All of the above, however, are stale news. Erdogan has upped the ante and Athens remains attached to the past. The Greeks clash with each other over The Hague, when this ball has left the field. With the Ankara-Tripoli memorandum, Turkey has demarcated a continental shelf-EEZ in the region east and south of Crete, even if the principle used by both sides (the islands are not entitled to a continental shelf-EEZ) is outside international law.

It is clear that Erdogan is not going to cancel the agreement in order to go to The Hague. He sought it in order to implement it. He therefore announced the conduct of research (and the continuation of drilling) in order to create a fait accomplis. The same political will can also be seen in the submission of coordinates to the UN on the borders of the Turkish continental shelf in the Eastern Mediterranean.

Territorial waters regulation

Another issue is that according to the case law of the International Court of Justice (Qatar-Bahrain case), if the continental shelf is demarcated on the basis of six miles of territorial waters, Greece will probably lose its right to extend it to 12 miles. Extension is a conventional right of every state and is exercised unilaterally. It has been practiced by all coastal countries, with the exception of Greece, due to the Turkish casus belli.

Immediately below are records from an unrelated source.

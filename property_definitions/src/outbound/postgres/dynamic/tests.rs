//! Tests for rendering composed queries into sql

use super::*;
use crate::domain::models::{Page, PropertyDefinitionFilters};

fn render(filters: PropertyDefinitionFilters) -> String {
    build_query(PropertyDefinitionQuery::compose(1, &filters))
        .sql()
        .to_string()
}

#[test]
fn it_should_render_the_unfiltered_query() {
    assert_eq!(
        render(PropertyDefinitionFilters::default()),
        "SELECT id, team_id, name, is_numerical, query_usage_30_day, property_type, \
         NULL::boolean AS is_event_property FROM posthog_propertydefinition \
         WHERE (team_id = $1) AND (name <> ALL($2)) \
         ORDER BY is_event_property DESC, query_usage_30_day DESC NULLS LAST, name ASC"
    );
}

#[test]
fn it_should_render_the_event_property_subquery_in_select_and_where() {
    let sql = render(PropertyDefinitionFilters {
        event_names: vec!["login".to_string()],
        is_event_property: Some(true),
        ..Default::default()
    });

    assert!(sql.starts_with(
        "SELECT id, team_id, name, is_numerical, query_usage_30_day, property_type, (SELECT count(1) > 0"
    ));
    assert!(sql.contains("posthog_eventproperty.event = ANY($1)"));
    assert!(sql.contains("WHERE (team_id = $2) AND (name <> ALL($3))"));
    assert!(sql.contains("posthog_eventproperty.event = ANY($4)"));
    assert!(sql.contains("posthog_propertydefinition.name) = $5)"));
    assert!(!sql.contains("NULL::boolean"));
}

#[test]
fn it_should_render_the_numerical_filter_as_fixed_text() {
    let sql = render(PropertyDefinitionFilters {
        names: Some(vec!["revenue".to_string()]),
        numerical_only: true,
        ..Default::default()
    });

    assert!(sql.contains(
        "AND (name = ANY($3)) AND (is_numerical = true AND name NOT IN ('distinct_id', 'timestamp'))"
    ));
}

#[test]
fn it_should_render_one_group_per_search_term() {
    let sql = render(PropertyDefinitionFilters {
        search: Some("utm source".to_string()),
        ..Default::default()
    });

    assert!(sql.contains("AND ((name ILIKE $3) AND (name ILIKE $4)) ORDER BY"));

    let fragment = predicate_fragment(
        Predicate::Search {
            fields: &[SearchField::Name],
            terms: vec!["utm".to_string(), "source".to_string()],
        },
        &event_property_column(None),
    );
    assert_eq!(
        fragment.binds(),
        vec![
            &Bind::Text("%utm%".to_string()),
            &Bind::Text("%source%".to_string())
        ]
    );
}

#[test]
fn it_should_render_pagination_last() {
    let sql = render(PropertyDefinitionFilters {
        page: Page {
            limit: Some(10),
            offset: Some(20),
        },
        ..Default::default()
    });

    assert!(sql.ends_with("name ASC LIMIT $3 OFFSET $4"));
}

#[test]
fn it_should_never_interpolate_caller_input() {
    let hostile = "x'); DROP TABLE posthog_propertydefinition; --".to_string();
    let sql = render(PropertyDefinitionFilters {
        names: Some(vec![hostile.clone()]),
        event_names: vec![hostile.clone()],
        excluded_properties: vec![hostile.clone()],
        search: Some(hostile.clone()),
        ..Default::default()
    });

    assert!(!sql.contains("DROP"));

    let fragment = predicate_fragment(
        Predicate::NameIn(vec![hostile.clone()]),
        &event_property_column(None),
    );
    assert_eq!(fragment.binds(), vec![&Bind::TextList(vec![hostile])]);
}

So, since Greece has actually succumbed to the threat of war, and since Erdogan has risen to the level of expansionism, let Greece do what it can, without adventures:

  • From now on, talk about EEZs and not about the continental shelf.
  • Bays must be closed with straight base lines (2-3% of the Aegean will become Greek territorial waters).
  • To expand territorial waters to 12 miles in the Ionian, Libyan, Cretan, Peloponnese and western Aegean. Let there be six left in the east to negotiate a compromise if the time ever comes.
  • Finally, to submit coordinates to the UN (based on the principle of the middle line) for the limits of the Greek EEZ in the Eastern Mediterranean as Athens considers them. This is not a unilateral demarcation, but a necessary response to record the Greek-Turkish dispute.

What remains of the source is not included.